Now I'm getting the chance to read books I didn't have time for before. Think of me whenever you see the slogan "So many books, so little time!" Now I've got the time. Cheers, Fred.
New Stories from the South 1996: The Year’s Best
- Book Type:

Shannon Ravenel, series editor of The Best American Short Stories for 13 years, has edited New Stories from the South since its introduction in 1987. I was given this book, with of its “new” Faulkner short story, because the giver knew I had read all Faulkner’s novels and short stories.
From the back cover: “The anthology debut of a new story by the colossus of Southern literature? The Faulkner, the one who’s been dead for thirty years? You bet.
“In her preface to the eleventh New Stories from the South, editor Shannon Ravenel explains how a story written in the autumn of 1930 became ‘new.’ William Faulkner’s ‘Rose of Lebanon’ lat undiscovered until 1995, when it was published in a magazine – thus qualifying it for inclusion in this collection.
“This year’s anthology offers a chance to compare what’s being written today – from tales of a Yankee braving a hurricane in Louisiana to a cross-dressing Marine’s ‘last stand’ at Camp Legune; froma young married couple named Adam and Eve to a jealous husband reincarnated as a parrot – with what Faulkner was writing more than fifty years ago. It includes stories by New South literature headliners such as Robert Olen Butler, Ellen Douglas, and Lee Smith along with up-and-comers. More than ever, New Stories fro the South is a ‘must read’ for fans of Southern literature and of the best contemporary American short fiction.”

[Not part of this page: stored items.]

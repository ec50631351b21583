//! Entity management for the ECS.
//!
//! Entities are lightweight handles that tie components together. A handle carries no data of its
//! own beyond the slot it occupies and the generation of that slot at the time it was handed out.
//!
//! # Architecture
//!
//! - **[`Entity`]**: A packed 64-bit handle. The low 32 bits hold the slot [`Index`], the high 32
//!   bits the [`Generation`]. `u64::MAX` is reserved for [`Entity::INVALID`].
//!
//! - **[`Allocator`]**: Hands out entities, recycles freed slots and tracks entities whose
//!   destruction was deferred until the next sweep.
//!
//! # Generation Tracking
//!
//! Destroying an entity bumps the generation recorded for its slot. Handles created before the
//! bump still carry the old generation and are reported as no longer alive:
//!
//! ```rust
//! use rusty_ecs::ecs::entity::Allocator;
//!
//! let mut allocator = Allocator::default();
//! let entity = allocator.create();
//! allocator.destroy(entity, false);
//! assert!(!allocator.is_alive(entity));
//! ```
//!
//! # Slot Reuse
//!
//! Free slots are consumed first in, first out. When the free list is exhausted the allocator
//! grows by the configured growth offset rather than doubling.

use std::{collections::VecDeque, fmt};

use crate::ecs::{Component, capacity::Capacity};

/// The slot index of an entity.
#[derive(Debug, Clone, Copy, PartialEq, Eq, PartialOrd, Ord, Hash)]
pub struct Index(u32);

impl Index {
    /// Get the index as a `usize` for indexing into slot storage.
    #[inline]
    pub const fn index(&self) -> usize {
        self.0 as usize
    }

    /// Get the raw index value.
    #[inline]
    pub const fn value(&self) -> u32 {
        self.0
    }
}

impl From<u32> for Index {
    fn from(value: u32) -> Self {
        Self(value)
    }
}

/// The generation of a slot, bumped each time an entity occupying the slot is destroyed.
#[derive(Debug, Clone, Copy, PartialEq, Eq, PartialOrd, Ord, Hash)]
pub struct Generation(u32);

impl Generation {
    /// The generation of a slot that was never recycled.
    pub const FIRST: Self = Self(0);

    /// Get the next generation from the current.
    #[inline]
    pub const fn next(&self) -> Self {
        Self(self.0.wrapping_add(1))
    }

    /// Get the raw generation value.
    #[inline]
    pub const fn value(&self) -> u32 {
        self.0
    }
}

/// A handle to an entity in a [`Context`](crate::ecs::context::Context).
///
/// Handles are ordered by their raw value, which sorts by generation first and index second.
/// Component storages rely on this total order to keep their entity sequences sorted.
#[derive(Clone, Copy, PartialEq, Eq, PartialOrd, Ord, Hash)]
pub struct Entity(u64);

impl Entity {
    /// The handle that never refers to a live entity.
    pub const INVALID: Self = Self(u64::MAX);

    /// Construct a handle from an index and a generation.
    #[inline]
    pub const fn new(index: Index, generation: Generation) -> Self {
        Self(((generation.0 as u64) << 32) | index.0 as u64)
    }

    /// Construct a handle from its packed value.
    #[inline]
    pub const fn from_raw(value: u64) -> Self {
        Self(value)
    }

    /// The packed value of this handle.
    #[inline]
    pub const fn value(&self) -> u64 {
        self.0
    }

    /// The slot index of this handle.
    #[inline]
    pub const fn index(&self) -> Index {
        Index(self.0 as u32)
    }

    /// The generation of this handle.
    #[inline]
    pub const fn generation(&self) -> Generation {
        Generation((self.0 >> 32) as u32)
    }

    /// Whether this is not the [`Entity::INVALID`] handle. Says nothing about liveness.
    #[inline]
    pub const fn is_valid(&self) -> bool {
        self.0 != Self::INVALID.0
    }
}

impl Default for Entity {
    fn default() -> Self {
        Self::INVALID
    }
}

impl fmt::Debug for Entity {
    fn fmt(&self, f: &mut fmt::Formatter<'_>) -> fmt::Result {
        if self.is_valid() {
            write!(f, "Entity({}v{})", self.index().0, self.generation().0)
        } else {
            f.write_str("Entity(INVALID)")
        }
    }
}

impl fmt::Display for Entity {
    fn fmt(&self, f: &mut fmt::Formatter<'_>) -> fmt::Result {
        fmt::Debug::fmt(self, f)
    }
}

/// Every entity carries its own handle as a component.
impl Component for Entity {}

/// An allocator for entities.
///
/// Keeps one generation per slot, a FIFO queue of free slots and the list of entities destroyed
/// with deferral since the last [`sweep`](Allocator::sweep).
#[derive(Debug)]
pub struct Allocator {
    /// Current generation of every slot.
    generations: Vec<Generation>,

    /// Slots available for reuse, consumed from the front.
    free: VecDeque<Index>,

    /// Entities destroyed with deferral, awaiting the next sweep.
    sweep: Vec<Entity>,

    /// Number of live entities.
    count: usize,

    /// Sizing policy.
    capacity: Capacity,
}

impl Default for Allocator {
    fn default() -> Self {
        Self::new(crate::ecs::capacity::current())
    }
}

impl Allocator {
    /// Construct an allocator with `capacity.size()` free slots.
    pub fn new(capacity: Capacity) -> Self {
        let mut allocator = Self {
            generations: Vec::new(),
            free: VecDeque::new(),
            sweep: Vec::new(),
            count: 0,
            capacity,
        };
        allocator.reset(capacity.size());
        allocator
    }

    /// Allocate a new entity, reusing the oldest free slot. Grows the slot arena when no slot is
    /// free.
    pub fn create(&mut self) -> Entity {
        if self.free.is_empty() {
            self.expand();
        }
        let Some(index) = self.free.pop_front() else {
            unreachable!("allocator expansion produced no free slots");
        };
        self.count += 1;
        Entity::new(index, self.generations[index.index()])
    }

    /// Destroy an entity. With `deferred` the entity is also queued for the next sweep.
    ///
    /// Returns `false` without side effects when the entity is not alive.
    pub fn destroy(&mut self, entity: Entity, deferred: bool) -> bool {
        if !self.is_alive(entity) {
            log::trace!("ignoring destroy of dead entity {entity}");
            return false;
        }
        let index = entity.index();
        let slot = &mut self.generations[index.index()];
        *slot = slot.next();
        self.free.push_back(index);
        self.count -= 1;
        if deferred {
            self.sweep.push(entity);
        }
        true
    }

    /// Whether the entity's generation matches the one currently recorded for its slot.
    #[inline]
    pub fn is_alive(&self, entity: Entity) -> bool {
        entity.is_valid()
            && self
                .generations
                .get(entity.index().index())
                .is_some_and(|generation| *generation == entity.generation())
    }

    /// The number of live entities.
    #[inline]
    pub fn count(&self) -> usize {
        self.count
    }

    /// The number of slots, live or free.
    #[inline]
    pub fn capacity(&self) -> usize {
        self.generations.len()
    }

    /// Entities destroyed with deferral since the last sweep, in destruction order.
    #[inline]
    pub fn sweep_entities(&self) -> &[Entity] {
        &self.sweep
    }

    /// Forget the deferred entities. Called once their destruction has been fully processed.
    #[inline]
    pub fn sweep(&mut self) {
        self.sweep.clear();
    }

    /// Take the deferred entities, leaving the list empty.
    #[inline]
    pub fn take_sweep(&mut self) -> Vec<Entity> {
        std::mem::take(&mut self.sweep)
    }

    /// Discard every entity and rebuild the slot arena with `max(size, capacity.size())` slots.
    pub fn resize(&mut self, size: u32) {
        self.reset(self.capacity.storage_capacity(size));
    }

    /// Discard every entity. With `reset_capacity` the arena shrinks back to the baseline size,
    /// otherwise it keeps its current number of slots.
    pub fn clear(&mut self, reset_capacity: bool) {
        let size = if reset_capacity {
            self.capacity.size()
        } else {
            self.generations.len() as u32
        };
        self.reset(size);
    }

    fn reset(&mut self, size: u32) {
        self.generations.clear();
        self.generations.resize(size as usize, Generation::FIRST);
        self.free.clear();
        self.free.extend((0..size).map(Index));
        self.sweep.clear();
        self.count = 0;
    }

    fn expand(&mut self) {
        let start = self.generations.len() as u32;
        let end = self.capacity.grow(start);
        log::debug!("expanding entity slots from {start} to {end}");
        self.generations.resize(end as usize, Generation::FIRST);
        self.free.extend((start..end).map(Index));
    }
}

To this I add that there are 15 stories in this collection. Where each story was published is given as is an Appendix with authors’ names and her/his story’s title for earlier editions. Besides Faulkner’s “new” story, I especially enjoyed Robert Owen Butler’s Jealous Husband Returns in Form of Parrot (and reacts to the man with whom the parrot sees his wife making love), Lee Smith’s The Happy Memories Club, and Tim Gautreaux’s Died and Gone to Vegas (about southern Louisiana oilmen, mainly Cajuns, who kill time during bad weather by playing the Cajun card game of bourrée (whose rules are spelled out in the story). Bourrée is a card game I’ve watched several times as a child or teen but only played a few times. The “pot” in this simple game keeps on growing as every player has to ante up every hand (just a dollar in this story) until someone wins the pot by taking three of the five hands in a game. There is a “vicious version” in which anyone taking no hands in a game has to double what’s in the pot, so the pot can grow big awfully fast. But this vicious version is only done when there are four or fewer players. As a young bystander I’ve seen players losing a hunting dog or a boat or even their car in order to double what’s in the pot. Tim Gautreaux, from Morgan City (just 20 miles from Franklin LA where I grew up) tells this story so well that it brought back many memories of childhood card games in southern Louisiana besides bourrée.
Most of these short stories are also good, but few as good as those I’ve named above. Overall I rate this book as 4 out of 6 stars. Had I not been raised as a southerner I probably would have rated it as a 3-star book.